Will you be going out (movies, restaurants, etc.) once the pandemic is over? - talmr
I personally miss going out and about and cannot wait to hit my favorite restaurants and venues once this is over.
======
bowlich
Nope.

Already worked from home.

Didn't really go out in public much before the pandemic, other than a biweekly
grocery run.

I can make a better meal, spiced to my particular tastes better than any
restaurant. I have enough books, movies, and games at home to fill a lifetime
with entertainment (not even counting the internet). Friends have been
scattered to the wind for decades -- phone calls and messaging are sufficient.

The wilderness is still open, so my solo backcountry hiking has remained
unchanged...

If anything, I've been taken by surprise to find that people find going into
public a necessity for their mental health instead of a detriment.

------
joe_the_user
At some point in the next six months, I'm going start ignoring restrictions on
dining and most other extreme restrictions. I will have to, both for my own
sanity and because more other people will have started doing also, for their
sanity.

I hope, that this will be at the point that quarantining, testing, contact-
tracing, and so-forth will have driven the infection down rate down to a very
low level. And I'm hoping it won't be after the infection and fatalities have
reached a maximum level due a premature opening up.

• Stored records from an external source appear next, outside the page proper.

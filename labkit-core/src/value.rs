//! Runtime values in Labkit
//!
//! A closed tagged union over the plain data shapes the library works with:
//! primitives, ordered lists and keyed objects. Errors are values too and
//! propagate through plugin calls.

use crate::{deep_equal, LabError};
use serde::{Deserialize, Serialize};
use serde_json::Value as JsonValue;
use std::collections::BTreeMap;

/// Runtime value
#[derive(Debug, Clone, Serialize, Deserialize)]
#[serde(tag = "type", content = "value")]
pub enum Value {
    Undefined,
    Null,
    Bool(bool),
    Number(f64),
    Text(String),
    List(Vec<Value>),
    Object(BTreeMap<String, Value>),
    Error(LabError),
}

impl Value {
    // ========== Safe Accessors (never panic) ==========

    pub fn as_number(&self) -> Option<f64> {
        match self {
            Value::Number(n) => Some(*n),
            _ => None,
        }
    }

    pub fn as_text(&self) -> Option<&str> {
        match self {
            Value::Text(s) => Some(s),
            _ => None,
        }
    }

    pub fn as_bool(&self) -> Option<bool> {
        match self {
            Value::Bool(b) => Some(*b),
            _ => None,
        }
    }

    pub fn as_object(&self) -> Option<&BTreeMap<String, Value>> {
        match self {
            Value::Object(o) => Some(o),
            _ => None,
        }
    }

    pub fn as_list(&self) -> Option<&[Value]> {
        match self {
            Value::List(l) => Some(l),
            _ => None,
        }
    }

    pub fn as_error(&self) -> Option<&LabError> {
        match self {
            Value::Error(e) => Some(e),
            _ => None,
        }
    }

    pub fn is_error(&self) -> bool {
        matches!(self, Value::Error(_))
    }

    /// Null or undefined: an omitted optional argument or field.
    pub fn is_absent(&self) -> bool {
        matches!(self, Value::Null | Value::Undefined)
    }

    /// Lists and objects; everything else is a primitive.
    pub fn is_structured(&self) -> bool {
        matches!(self, Value::List(_) | Value::Object(_))
    }

    /// Type name for error messages
    pub fn type_name(&self) -> &'static str {
        match self {
            Value::Undefined => "Undefined",
            Value::Null => "Null",
            Value::Bool(_) => "Bool",
            Value::Number(_) => "Number",
            Value::Text(_) => "Text",
            Value::List(_) => "List",
            Value::Object(_) => "Object",
            Value::Error(_) => "Error",
        }
    }

    // ========== JSON Interop ==========

    /// Convert to plain JSON.
    ///
    /// `Undefined` and non-finite numbers become `null`; errors become
    /// `{"error": {"code", "message"}}`.
    pub fn to_json(&self) -> JsonValue {
        match self {
            Value::Undefined | Value::Null => JsonValue::Null,
            Value::Bool(b) => JsonValue::Bool(*b),
            Value::Number(n) => serde_json::Number::from_f64(*n)
                .map(JsonValue::Number)
                .unwrap_or(JsonValue::Null),
            Value::Text(s) => JsonValue::String(s.clone()),
            Value::List(items) => JsonValue::Array(items.iter().map(Value::to_json).collect()),
            Value::Object(map) => JsonValue::Object(
                map.iter().map(|(k, v)| (k.clone(), v.to_json())).collect(),
            ),
            Value::Error(e) => serde_json::json!({
                "error": { "code": e.code, "message": e.message }
            }),
        }
    }
}

impl PartialEq for Value {
    fn eq(&self, other: &Self) -> bool {
        deep_equal(self, other)
    }
}

impl std::fmt::Display for Value {
    fn fmt(&self, f: &mut std::fmt::Formatter<'_>) -> std::fmt::Result {
        match self {
            Value::Undefined => write!(f, "undefined"),
            Value::Null => write!(f, "null"),
            Value::Bool(b) => write!(f, "{}", b),
            Value::Number(n) => write!(f, "{}", n),
            Value::Text(s) => write!(f, "{}", s),
            Value::List(items) => {
                let contents: Vec<String> = items.iter().map(|v| v.to_string()).collect();
                write!(f, "[{}]", contents.join(", "))
            }
            Value::Object(map) => {
                let fields: Vec<String> = map.iter().map(|(k, v)| format!("{}: {}", k, v)).collect();
                write!(f, "{{{}}}", fields.join(", "))
            }
            Value::Error(e) => write!(f, "#ERROR: {}", e.code),
        }
    }
}

impl Default for Value {
    fn default() -> Self {
        Value::Undefined
    }
}

// From implementations for convenience
impl From<f64> for Value {
    fn from(n: f64) -> Self {
        Value::Number(n)
    }
}

impl From<i64> for Value {
    fn from(n: i64) -> Self {
        Value::Number(n as f64)
    }
}

impl From<i32> for Value {
    fn from(n: i32) -> Self {
        Value::Number(f64::from(n))
    }
}

impl From<&str> for Value {
    fn from(s: &str) -> Self {
        Value::Text(s.to_string())
    }
}

impl From<String> for Value {
    fn from(s: String) -> Self {
        Value::Text(s)
    }
}

impl From<bool> for Value {
    fn from(b: bool) -> Self {
        Value::Bool(b)
    }
}

impl From<LabError> for Value {
    fn from(e: LabError) -> Self {
        Value::Error(e)
    }
}

impl<T: Into<Value>> From<Vec<T>> for Value {
    fn from(items: Vec<T>) -> Self {
        Value::List(items.into_iter().map(Into::into).collect())
    }
}

impl From<JsonValue> for Value {
    fn from(json: JsonValue) -> Self {
        match json {
            JsonValue::Null => Value::Null,
            JsonValue::Bool(b) => Value::Bool(b),
            JsonValue::Number(n) => Value::Number(n.as_f64().unwrap_or(f64::NAN)),
            JsonValue::String(s) => Value::Text(s),
            JsonValue::Array(items) => Value::List(items.into_iter().map(Value::from).collect()),
            JsonValue::Object(map) => {
                Value::Object(map.into_iter().map(|(k, v)| (k, Value::from(v))).collect())
            }
        }
    }
}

And I'm also hoping it will not be at a point where the state has reduced the
infection rate by quarantining but has done nothing else and so left the rate
to shoot up again when people indeed can't stand the situation anymore.
However this later option sadly seems most likely given the idiocy, confusion
and bureaucratic paralysis that seems to prevail so far.

------
rawgabbit
If you are young and healthy, you have a good chance of surviving COVID19 and
the next coronavirus. I am not as healthy and cannot take that risk.

------
Kaibeezy
Here’s how a 15-year-old asked me: If the fatality rate is 1%
([https://www.thelancet.com/journals/laninf/article/PIIS1473-3...](https://www.thelancet.com/journals/laninf/article/PIIS1473-3099\(20\)30244-9/fulltext)),
how many jelly beans would you eat from a bowl of 100 jelly beans when one of
them _will_ kill you?

What if you’re craving jelly beans? Or are indifferent? Or don’t like them?

What if it’s 1/100 subway rides, or times you use an ATM, or days at the
office? How many times would you do it with a 1/100 chance of a quick and
miserable death, plus becoming a spreader until you have symptoms?

Maybe you are personally at lower risk. Or maybe you are not. How sure are
you?

I will wait for the vaccine.

------
gshdg
Once I’ve been either vaccinated or confirmed to have antibodies, sure. But
the last thing I want on my conscience is the idea that I could have been
responsible for spreading it (or starting a spread) to someone who ended up
dying from it. Doesn’t matter how bored I am now. No film, no meal is worth
that.

------
smacktoward
Define “over.”